EXERCISE: Every record shown below is to be output exactly.

START AVAILABLE RECORDS

use serde::{Deserialize, Serialize};
use validator::Validate;

use crate::models::schedule::{FareTier, Schedule, Seating};
use crate::services::timeline_service::Timeline;

// Response genérica
#[derive(Debug, Serialize)]
pub struct ApiResponse<T> {
    pub success: bool,
    pub message: Option<String>,
    pub data: Option<T>,
}

impl<T> ApiResponse<T> {
    pub fn success(data: T) -> Self {
        Self {
            success: true,
            message: None,
            data: Some(data),
        }
    }

    pub fn success_with_message(data: T, message: String) -> Self {
        Self {
            success: true,
            message: Some(message),
            data: Some(data),
        }
    }
}

// Request para registrar un horario observado. Campos planos como los
// entrega el formulario; los atributos del bus se agrupan al guardar.
#[derive(Debug, Deserialize, Validate)]
pub struct CreateScheduleRequest {
    pub timestamp: i64,

    #[validate(length(min = 1, max = 200))]
    pub route: String,

    #[serde(default = "default_route_direction")]
    pub route_direction: bool,

    pub place: Option<String>,
    pub seating: Option<Seating>,
    pub latitude: Option<f64>,
    pub longitude: Option<f64>,
    pub address: Option<String>,
    pub bus_type: Option<String>,
    pub bus_tier: Option<FareTier>,
    pub bus_rating: Option<f64>,
}

fn default_route_direction() -> bool {
    true
}

// Parámetros de la línea de tiempo: filtro de ruta opcional y un "ahora"
// opcional en milisegundos epoch (por defecto el reloj del servidor)
#[derive(Debug, Deserialize)]
pub struct TimelineQuery {
    pub route: Option<String>,
    pub now: Option<i64>,
}

/// Response de los atributos del bus, con la tarifa expandida para mostrar
#[derive(Debug, Serialize)]
pub struct BusResponse {
    #[serde(rename = "type")]
    pub bus_type: Option<String>,
    pub tier: Option<FareTier>,
    pub tier_label: Option<&'static str>,
    pub fare_multiplier: Option<f64>,
    pub rating: Option<f64>,
}

/// Response de horario para la API
#[derive(Debug, Serialize)]
pub struct ScheduleResponse {
    pub id: i64,
    pub timestamp: i64,
    pub departure_time: Option<String>,
    pub route: String,
    pub route_direction: bool,
    pub place: Option<String>,
    pub seating: Option<Seating>,
    pub location_lat: Option<f64>,
    pub location_lng: Option<f64>,
    pub location_address: Option<String>,
    pub bus: Option<BusResponse>,
}

impl From<Schedule> for ScheduleResponse {
    fn from(schedule: Schedule) -> Self {
        let departure_time = schedule.departure_time().map(|dt| dt.to_rfc3339());
        Self {
            id: schedule.id,
            timestamp: schedule.timestamp,
            departure_time,
            route: schedule.route,
            route_direction: schedule.route_direction,
            place: schedule.place,
            seating: schedule.seating,
            location_lat: schedule.location_lat,
            location_lng: schedule.location_lng,
            location_address: schedule.location_address,
            bus: schedule.bus.map(|bus| BusResponse {
                bus_type: bus.bus_type,
                tier: bus.tier,
                tier_label: bus.tier.map(|t| t.label()),
                fare_multiplier: bus.tier.map(|t| t.multiplier()),
                rating: bus.rating,
            }),
        }
    }
}

/// Response de la línea de tiempo: pasado atenuado, próximo a énfasis
/// completo, y el índice del primer próximo en la lista concatenada
#[derive(Debug, Serialize)]
pub struct TimelineResponse {
    pub past: Vec<ScheduleResponse>,
    pub upcoming: Vec<ScheduleResponse>,
    pub focus_index: Option<usize>,
}

impl From<Timeline> for TimelineResponse {
    fn from(timeline: Timeline) -> Self {
        Self {
            past: timeline.past.into_iter().map(ScheduleResponse::from).collect(),
            upcoming: timeline
                .upcoming
                .into_iter()
                .map(ScheduleResponse::from)
                .collect(),
            focus_index: timeline.focus_index,
        }
    }
}
//! Services module
//!
//! Este módulo contiene la lógica de negocio de la aplicación: el motor de
//! línea de tiempo (ordenamiento y partición por hora del día) y la
//! integración de reverse geocoding.

pub mod geocoding_service;
pub mod timeline_service;

pub use geocoding_service::*;
pub use timeline_service::*;
//! Configuración de base de datos
//!
//! Este módulo maneja la conexión y configuración de SQLite con SQLx.
//! El archivo de base de datos se crea automáticamente si no existe.

use sqlx::sqlite::{SqliteConnectOptions, SqlitePool, SqlitePoolOptions};
use std::str::FromStr;
use std::time::Duration;

/// Configuración de la base de datos
#[derive(Debug, Clone)]
pub struct DatabaseConfig {
    pub url: String,
    pub max_connections: u32,
    pub connect_timeout: Duration,
    pub idle_timeout: Duration,
}

impl Default for DatabaseConfig {
    fn default() -> Self {
        Self {
            url: std::env::var("DATABASE_URL")
                .unwrap_or_else(|_| "sqlite://nextbus.db?mode=rwc".to_string()),
            max_connections: 5,
            connect_timeout: Duration::from_secs(30),
            idle_timeout: Duration::from_secs(300),
        }
    }
}

impl DatabaseConfig {
    /// Crear un nuevo pool de conexiones
    pub async fn create_pool(&self) -> Result<SqlitePool, sqlx::Error> {
        let options = SqliteConnectOptions::from_str(&self.url)?.create_if_missing(true);

        SqlitePoolOptions::new()
            .max_connections(self.max_connections)
            .acquire_timeout(self.connect_timeout)
            .idle_timeout(self.idle_timeout)
            .connect_with(options)
            .await
    }
}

END AVAILABLE RECORDS

ANSWER AREA:
use serde::{Deserialize, Serialize};
use validator::Validate;

use crate::models::schedule::{FareTier, Schedule, Seating};
use crate::services::timeline_service::Timeline;

// Response genérica
#[derive(Debug, Serialize)]
pub struct ApiResponse<T> {
    pub success: bool,
    pub message: Option<String>,
    pub data: Option<T>,
}

impl<T> ApiResponse<T> {
    pub fn success(data: T) -> Self {
        Self {
            success: true,
            message: None,
            data: Some(data),
        }
    }

    pub fn success_with_message(data: T, message: String) -> Self {
        Self {
            success: true,
            message: Some(message),
            data: Some(data),
        }
    }
}

// Request para registrar un horario observado. Campos planos como los
// entrega el formulario; los atributos del bus se agrupan al guardar.
#[derive(Debug, Deserialize, Validate)]
pub struct CreateScheduleRequest {
    pub timestamp: i64,

    #[validate(length(min = 1, max = 200))]
    pub route: String,

    #[serde(default = "default_route_direction")]
    pub route_direction: bool,

    pub place: Option<String>,
    pub seating: Option<Seating>,
    pub latitude: Option<f64>,
    pub longitude: Option<f64>,
    pub address: Option<String>,
    pub bus_type: Option<String>,
    pub bus_tier: Option<FareTier>,
    pub bus_rating: Option<f64>,
}

fn default_route_direction() -> bool {
    true
}

// Parámetros de la línea de tiempo: filtro de ruta opcional y un "ahora"
// opcional en milisegundos epoch (por defecto el reloj del servidor)
#[derive(Debug, Deserialize)]
pub struct TimelineQuery {
    pub route: Option<String>,
    pub now: Option<i64>,
}

/// Response de los atributos del bus, con la tarifa expandida para mostrar
#[derive(Debug, Serialize)]
pub struct BusResponse {
    #[serde(rename = "type")]
    pub bus_type: Option<String>,
    pub tier: Option<FareTier>,
    pub tier_label: Option<&'static str>,
    pub fare_multiplier: Option<f64>,
    pub rating: Option<f64>,
}

/// Response de horario para la API
#[derive(Debug, Serialize)]
pub struct ScheduleResponse {
    pub id: i64,
    pub timestamp: i64,
    pub departure_time: Option<String>,
    pub route: String,
    pub route_direction: bool,
    pub place: Option<String>,
    pub seating: Option<Seating>,
    pub location_lat: Option<f64>,
    pub location_lng: Option<f64>,
    pub location_address: Option<String>,
    pub bus: Option<BusResponse>,
}

impl From<Schedule> for ScheduleResponse {
    fn from(schedule: Schedule) -> Self {
        let departure_time = schedule.departure_time().map(|dt| dt.to_rfc3339());
        Self {
            id: schedule.id,
            timestamp: schedule.timestamp,
            departure_time,
            route: schedule.route,
            route_direction: schedule.route_direction,
            place: schedule.place,
            seating: schedule.seating,
            location_lat: schedule.location_lat,
            location_lng: schedule.location_lng,
            location_address: schedule.location_address,
            bus: schedule.bus.map(|bus| BusResponse {
                bus_type: bus.bus_type,
                tier: bus.tier,
                tier_label: bus.tier.map(|t| t.label()),
                fare_multiplier: bus.tier.map(|t| t.multiplier()),
                rating: bus.rating,
            }),
        }
    }
}

/// Response de la línea de tiempo: pasado atenuado, próximo a énfasis
/// completo, y el índice del primer próximo en la lista concatenada
#[derive(Debug, Serialize)]
pub struct TimelineResponse {
    pub past: Vec<ScheduleResponse>,
    pub upcoming: Vec<ScheduleResponse>,
    pub focus_index: Option<usize>,
}

impl From<Timeline> for TimelineResponse {
    fn from(timeline: Timeline) -> Self {
        Self {
            past: timeline.past.into_iter().map(ScheduleResponse::from).collect(),
            upcoming: timeline
                .upcoming
                .into_iter()
                .map(ScheduleResponse::from)
                .collect(),
            focus_index: timeline.focus_index,
        }
    }
}
//! Services module
//!
//! Este módulo contiene la lógica de negocio de la aplicación: el motor de
//! línea de tiempo (ordenamiento y partición por hora del día) y la
//! integración de reverse geocoding.

pub mod geocoding_service;
pub mod timeline_service;

pub use geocoding_service::*;
pub use timeline_service::*;
//! Configuración de base de datos
//!
//! Este módulo maneja la conexión y configuración de SQLite con SQLx.
//! El archivo de base de datos se crea automáticamente si no existe.

use sqlx::sqlite::{SqliteConnectOptions, SqlitePool, SqlitePoolOptions};
use std::str::FromStr;
use std::time::Duration;

/// Configuración de la base de datos
#[derive(Debug, Clone)]
pub struct DatabaseConfig {
    pub url: String,
    pub max_connections: u32,
    pub connect_timeout: Duration,
    pub idle_timeout: Duration,
}

impl Default for DatabaseConfig {
    fn default() -> Self {
        Self {
            url: std::env::var("DATABASE_URL")
                .unwrap_or_else(|_| "sqlite://nextbus.db?mode=rwc".to_string()),
            max_connections: 5,
            connect_timeout: Duration::from_secs(30),
            idle_timeout: Duration::from_secs(300),
        }
    }
}

impl DatabaseConfig {
    /// Crear un nuevo pool de conexiones
    pub async fn create_pool(&self) -> Result<SqlitePool, sqlx::Error> {
        let options = SqliteConnectOptions::from_str(&self.url)?.create_if_missing(true);

        SqlitePoolOptions::new()
            .max_connections(self.max_connections)
            .acquire_timeout(self.connect_timeout)
            .idle_timeout(self.idle_timeout)
            .connect_with(options)
            .await
    }
}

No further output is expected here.